Learning about oral cancer can be frightening—but education leads to early detection, and early detection is key to a better diagnosis. Because oral cancer can develop anywhere inside your mouth, it can manifest in your jaw as well. Here, we’ll look at four jaw cancer symptoms (as well as symptoms that aren’t jaw cancer, such as TMJ disorders) to watch out for and what you can do to address them as early as possible.

Compared to other cancers, oral cancer is less common—according to the American Cancer Society, about 54,000 will be diagnosed with oral cancer in 2021. Oral cancer also affects men twice as often as women, and the average age of diagnosis is 62. But let’s focus specifically on cancer of the jaw. According to the Merck Manual, jaw cancer can occur either on the upper jaw, known as the maxilla, or the lower jaw, known as the mandible. If you experience any of the following jaw cancer symptoms, be sure to seek an evaluation by your dental professional.

Swelling of the Jaw

A primary symptom of cancer in the jaw is swelling in the face, palate, or area of your jaw that supports your teeth. This swelling may be visible on the side of your face, but it can also occur inside your mouth. You may notice swelling in the roof of your mouth or beneath your teeth, depending on the location of the tumor. The growth of a tumor inside the bone may be the cause of this inflammation—and should be brought up with a dental professional as soon as possible.

Jaw Pain

Jaw pain caused by a tumor is one symptom of cancer in the jaw. According to The Mayo Clinic, while jaw tumors are rare and usually benign, they can also be aggressive and spread to other parts of the mouth’s bone and tissue, and cause teeth to be displaced, which can be painful. If your jaw is in pain and you’re not sure why, be careful not to dismiss it as a toothache—reach out to your dental professional for a proper diagnosis. Keep in mind this pain could also be due to TMJ disorder as opposed to cancer symptoms. However, if your dental professional does see a tumor or thinks one might be present, they’ll order imagining scans to examine your jaw further. If they find a tumor, they’ll likely order a biopsy to study the tumor and determine the best treatment plan.

Lumps on the Jaw

Feel a lump on the roof of your mouth or gum, and not sure why it’s there? Lumps on the roof of your mouth or along your gumline may be the only jaw cancer symptoms you experience. While a lump could be an infection or benign growth, these lumps could also be a sign that cancer is developing on the jawbone beneath the mouth's soft tissues. If you notice a new lump inside your mouth and it doesn't resolve itself in two weeks, reach out to your dental professional.

Tooth Mobility

Tumors in the jawbone can also lead to unexplained tooth mobility. In fact, the most common type of malignant jaw cancer is squamous cell carcinoma, which invades the jawbone through tooth sockets. If you notice that your teeth are loose or suddenly shifting positions, don't hesitate to let your dental professional know. A tumor could cause tooth mobility on your jawbone, pushing your teeth out of place.

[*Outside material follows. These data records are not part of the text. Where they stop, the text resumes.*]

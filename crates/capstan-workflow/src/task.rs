//! Task record and runner
//!
//! A task is a persisted unit of workflow execution. It carries the step
//! list resolved from the registry, a config snapshot, and per-step statuses,
//! and is written back to storage after every transition so a restarted
//! process can observe partially completed work.

use crate::config::Config;
use crate::error::{Result, StepError, WorkflowError};
use crate::registry::WorkflowRegistry;
use crate::step::{Step, TaskOut};
use crate::storage::{Storage, TASKS_BUCKET};
use crate::sync::CancelSignal;
use chrono::{DateTime, Utc};
use serde::{Deserialize, Serialize};
use std::sync::Arc;
use tokio::io::AsyncWriteExt;
use tokio::sync::oneshot;
use tracing::{error, info};
use uuid::Uuid;

/// Task lifecycle state
#[derive(Debug, Clone, Copy, PartialEq, Eq, Serialize, Deserialize, Default)]
#[serde(rename_all = "lowercase")]
pub enum TaskState {
    #[default]
    Queued,
    Running,
    Succeeded,
    Failed,
}

/// Per-step state within a task
#[derive(Debug, Clone, Copy, PartialEq, Eq, Serialize, Deserialize, Default)]
#[serde(rename_all = "camelCase")]
pub enum StepState {
    #[default]
    NotStarted,
    Running,
    Succeeded,
    Failed,
    RolledBack,
}

/// Status of one step within a task
#[derive(Debug, Clone, PartialEq, Serialize, Deserialize)]
#[serde(rename_all = "camelCase")]
pub struct StepStatus {
    pub name: String,
    pub state: StepState,
    #[serde(default)]
    pub error_message: String,
    #[serde(skip_serializing_if = "Option::is_none")]
    pub started_at: Option<DateTime<Utc>>,
    #[serde(skip_serializing_if = "Option::is_none")]
    pub finished_at: Option<DateTime<Utc>>,
}

impl StepStatus {
    fn not_started(name: impl Into<String>) -> Self {
        Self {
            name: name.into(),
            state: StepState::NotStarted,
            error_message: String::new(),
            started_at: None,
            finished_at: None,
        }
    }

    fn start(&mut self) {
        self.state = StepState::Running;
        self.started_at = Some(Utc::now());
    }

    fn succeed(&mut self) {
        self.state = StepState::Succeeded;
        self.finished_at = Some(Utc::now());
    }

    fn fail(&mut self, message: impl Into<String>) {
        self.state = StepState::Failed;
        self.error_message = message.into();
        self.finished_at = Some(Utc::now());
    }
}

/// Serializable view of a task, as written to storage
#[derive(Debug, Clone, Serialize, Deserialize)]
#[serde(rename_all = "camelCase")]
pub struct TaskRecord {
    pub id: String,
    #[serde(rename = "type")]
    pub workflow_type: String,
    pub status: TaskState,
    pub steps_statuses: Vec<StepStatus>,
    pub config: Config,
    pub created_at: DateTime<Utc>,
}

/// A persisted unit of workflow execution
#[derive(Clone)]
pub struct Task {
    pub id: String,
    pub workflow_type: String,
    pub status: TaskState,
    pub step_statuses: Vec<StepStatus>,
    pub config: Config,
    pub created_at: DateTime<Utc>,
    steps: Vec<Arc<dyn Step>>,
    storage: Arc<dyn Storage>,
}

impl Task {
    /// Create a task for a registered workflow and persist its initial record.
    pub async fn new(
        workflow_type: &str,
        registry: &WorkflowRegistry,
        storage: Arc<dyn Storage>,
    ) -> Result<Self> {
        let steps = registry
            .steps(workflow_type)
            .ok_or_else(|| WorkflowError::NotFound(workflow_type.to_string()))?
            .to_vec();

        let task = Self {
            id: Uuid::new_v4().simple().to_string(),
            workflow_type: workflow_type.to_string(),
            status: TaskState::Queued,
            step_statuses: steps
                .iter()
                .map(|s| StepStatus::not_started(s.name()))
                .collect(),
            config: Config::default(),
            created_at: Utc::now(),
            steps,
            storage,
        };

        task.persist().await?;
        Ok(task)
    }

    fn record(&self) -> TaskRecord {
        TaskRecord {
            id: self.id.clone(),
            workflow_type: self.workflow_type.clone(),
            status: self.status,
            steps_statuses: self.step_statuses.clone(),
            config: self.config.clone(),
            created_at: self.created_at,
        }
    }

    async fn persist(&self) -> Result<()> {
        let bytes = serde_json::to_vec(&self.record())?;
        self.storage.put(TASKS_BUCKET, &self.id, &bytes).await?;
        Ok(())
    }

    /// Run all steps in order against a copy of `config`.
    ///
    /// On the first failure, previously succeeded steps are rolled back in
    /// reverse order; rollback errors are logged, never propagated. The task
    /// record is persisted after every step transition.
    pub async fn run(
        &mut self,
        cancel: CancelSignal,
        config: Config,
        mut out: TaskOut,
    ) -> Result<()> {
        self.config = config;
        self.status = TaskState::Running;
        self.persist().await?;

        let banner = format!("Starting {} workflow, task {}\n", self.workflow_type, self.id);
        out.write_all(banner.as_bytes()).await?;

        let steps = self.steps.clone();
        for (index, step) in steps.iter().enumerate() {
            if cancel.is_cancelled() {
                self.step_statuses[index].fail("cancelled before start");
                self.status = TaskState::Failed;
                self.persist().await?;
                return Err(WorkflowError::Cancelled);
            }

            self.step_statuses[index].start();
            self.persist().await?;

            let result = tokio::select! {
                _ = cancel.cancelled() => Err(StepError::Cancelled),
                res = step.run(&cancel, &mut out, &mut self.config) => res,
            };

            match result {
                Ok(()) => {
                    self.step_statuses[index].succeed();
                    self.persist().await?;
                }
                Err(err) => {
                    error!(task = %self.id, step = %step.name(), error = %err, "step failed");
                    self.step_statuses[index].fail(err.to_string());
                    self.status = TaskState::Failed;
                    self.persist().await?;

                    self.rollback_through(&cancel, &mut out, index).await;
                    self.persist().await?;

                    return Err(WorkflowError::StepFailed {
                        step: step.name().to_string(),
                        source: err,
                    });
                }
            }
        }

        self.status = TaskState::Succeeded;
        self.persist().await?;
        info!(task = %self.id, workflow = %self.workflow_type, "task finished");
        Ok(())
    }

    /// Roll back every step before `failed_index` that succeeded, newest first.
    async fn rollback_through(
        &mut self,
        cancel: &CancelSignal,
        out: &mut TaskOut,
        failed_index: usize,
    ) {
        let steps = self.steps.clone();
        for index in (0..failed_index).rev() {
            if self.step_statuses[index].state != StepState::Succeeded {
                continue;
            }

            let step = &steps[index];
            if let Err(err) = step.rollback(cancel, &mut **out, &mut self.config).await {
                error!(task = %self.id, step = %step.name(), error = %err, "rollback failed");
            }
            self.step_statuses[index].state = StepState::RolledBack;
        }
    }

    /// Run the task on its own tokio task. The returned channel yields
    /// exactly one value: the run result.
    pub fn spawn_run(
        mut self,
        cancel: CancelSignal,
        config: Config,
        out: TaskOut,
    ) -> oneshot::Receiver<Result<()>> {
        let (tx, rx) = oneshot::channel();
        tokio::spawn(async move {
            let result = self.run(cancel, config, out).await;
            let _ = tx.send(result);
        });
        rx
    }
}

impl std::fmt::Debug for Task {
    fn fmt(&self, f: &mut std::fmt::Formatter<'_>) -> std::fmt::Result {
        f.debug_struct("Task")
            .field("id", &self.id)
            .field("workflow_type", &self.workflow_type)
            .field("status", &self.status)
            .field("steps", &self.steps.iter().map(|s| s.name()).collect::<Vec<_>>())
            .finish_non_exhaustive()
    }
}
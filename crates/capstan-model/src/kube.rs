//! Persisted cluster record

use crate::node::Node;
use crate::provider::Provider;
use serde::{Deserialize, Serialize};
use std::collections::HashMap;

/// Cluster lifecycle state
#[derive(Debug, Clone, Copy, PartialEq, Eq, Serialize, Deserialize, Default)]
#[serde(rename_all = "lowercase")]
pub enum KubeState {
    #[default]
    Provisioning,
    Operational,
    Failed,
}

/// Kubernetes API credentials echoed onto the cluster record
#[derive(Debug, Clone, PartialEq, Serialize, Deserialize, Default)]
#[serde(rename_all = "camelCase")]
pub struct Auth {
    pub username: String,
    pub password: String,
    pub ca_cert: String,
    pub ca_key: String,
    pub admin_cert: String,
    pub admin_key: String,
}

/// Overlay network settings echoed onto the cluster record
#[derive(Debug, Clone, PartialEq, Serialize, Deserialize, Default)]
#[serde(rename_all = "camelCase")]
pub struct Networking {
    pub manager: String,
    pub version: String,
    #[serde(rename = "type")]
    pub network_type: String,
    pub cidr: String,
}

/// The persisted cluster record.
///
/// During provisioning this record is mutated by exactly one writer (the
/// cluster-state reducer); everything else reads snapshots of it.
#[derive(Debug, Clone, PartialEq, Serialize, Deserialize, Default)]
#[serde(rename_all = "camelCase")]
pub struct Kube {
    pub id: String,
    pub name: String,
    pub state: KubeState,
    pub provider: Provider,
    pub account_name: String,

    pub rbac_enabled: bool,
    pub services_cidr: String,
    pub region: String,
    pub zone: String,
    pub arch: String,
    pub operating_system: String,
    pub operating_system_version: String,
    pub k8s_version: String,
    pub docker_version: String,
    pub helm_version: String,

    pub auth: Auth,

    pub ssh_user: String,
    pub ssh_public_key: String,
    pub bootstrap_public_key: String,
    pub bootstrap_private_key: String,

    pub user: String,
    pub password: String,

    pub networking: Networking,

    #[serde(default)]
    pub masters: HashMap<String, Node>,
    #[serde(default)]
    pub nodes: HashMap<String, Node>,

    /// Identities of every task that took part in provisioning this cluster
    #[serde(default)]
    pub tasks: Vec<String>,

    /// Provider-specific settings, keyed by the `cloud_spec` constants
    #[serde(default)]
    pub cloud_spec: HashMap<String, String>,
}

impl Kube {
    /// Place a node into the masters or nodes map according to its role.
    pub fn put_node(&mut self, node: Node) {
        let target = if node.is_master() {
            &mut self.masters
        } else {
            &mut self.nodes
        };
        target.insert(node.name.clone(), node);
    }

    /// First master with a known private address, if any.
    pub fn any_master(&self) -> Option<&Node> {
        self.masters.values().find(|n| !n.private_ip.is_empty())
    }
}

#[cfg(test)]
mod tests {
    use super::*;
    use crate::node::{NodeRole, NodeState};

    fn active_node(name: &str, role: NodeRole) -> Node {
        let mut n = Node::planned("task", name, Provider::Aws, "us-east-1", role);
        n.state = NodeState::Active;
        n.private_ip = "10.0.0.5".into();
        n
    }

    #[test]
    fn test_put_node_routes_by_role() {
        let mut kube = Kube::default();
        kube.put_node(active_node("m1", NodeRole::Master));
        kube.put_node(active_node("w1", NodeRole::Worker));

        assert!(kube.masters.contains_key("m1"));
        assert!(kube.nodes.contains_key("w1"));
        assert_eq!(kube.masters.len(), 1);
        assert_eq!(kube.nodes.len(), 1);
    }

    #[test]
    fn test_put_node_replaces_planned_entry() {
        let mut kube = Kube::default();
        kube.put_node(Node::planned("task", "m1", Provider::Aws, "r", NodeRole::Master));
        kube.put_node(active_node("m1", NodeRole::Master));

        assert_eq!(kube.masters.len(), 1);
        assert_eq!(kube.masters["m1"].state, NodeState::Active);
    }

    #[test]
    fn test_any_master_needs_address() {
        let mut kube = Kube::default();
        kube.put_node(Node::planned("task", "m1", Provider::Aws, "r", NodeRole::Master));
        assert!(kube.any_master().is_none());

        kube.put_node(active_node("m2", NodeRole::Master));
        assert_eq!(kube.any_master().unwrap().name, "m2");
    }

    #[test]
    fn test_kube_serde_round_trip() {
        let mut kube = Kube {
            id: "abcd1234".into(),
            name: "prod".into(),
            state: KubeState::Provisioning,
            provider: Provider::DigitalOcean,
            ..Default::default()
        };
        kube.cloud_spec
            .insert("aws/vpcId".into(), "vpc-1".into());
        kube.tasks.push("task-1".into());

        let json = serde_json::to_string(&kube).unwrap();
        assert!(json.contains("\"cloudSpec\""));
        assert!(json.contains("\"provisioning\""));

        let parsed: Kube = serde_json::from_str(&json).unwrap();
        assert_eq!(parsed, kube);
    }
}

While pain, swelling, lumps on the jaw, or loose teeth could be due to other oral conditions, they’re also all realistic jaw cancer symptoms. If you experience any of them, make sure to set up an appointment with your dental professional right away for a screening.

Again, reading about cancer can be frightening. But the fact is that the more education and information you have, the better equipped you are to detect a symptom, address it with a dental or medical professional, and get treatment. Education is part of oral care—and now you know a little more about how to keep your mouth healthy and detect early signs of jaw cancer.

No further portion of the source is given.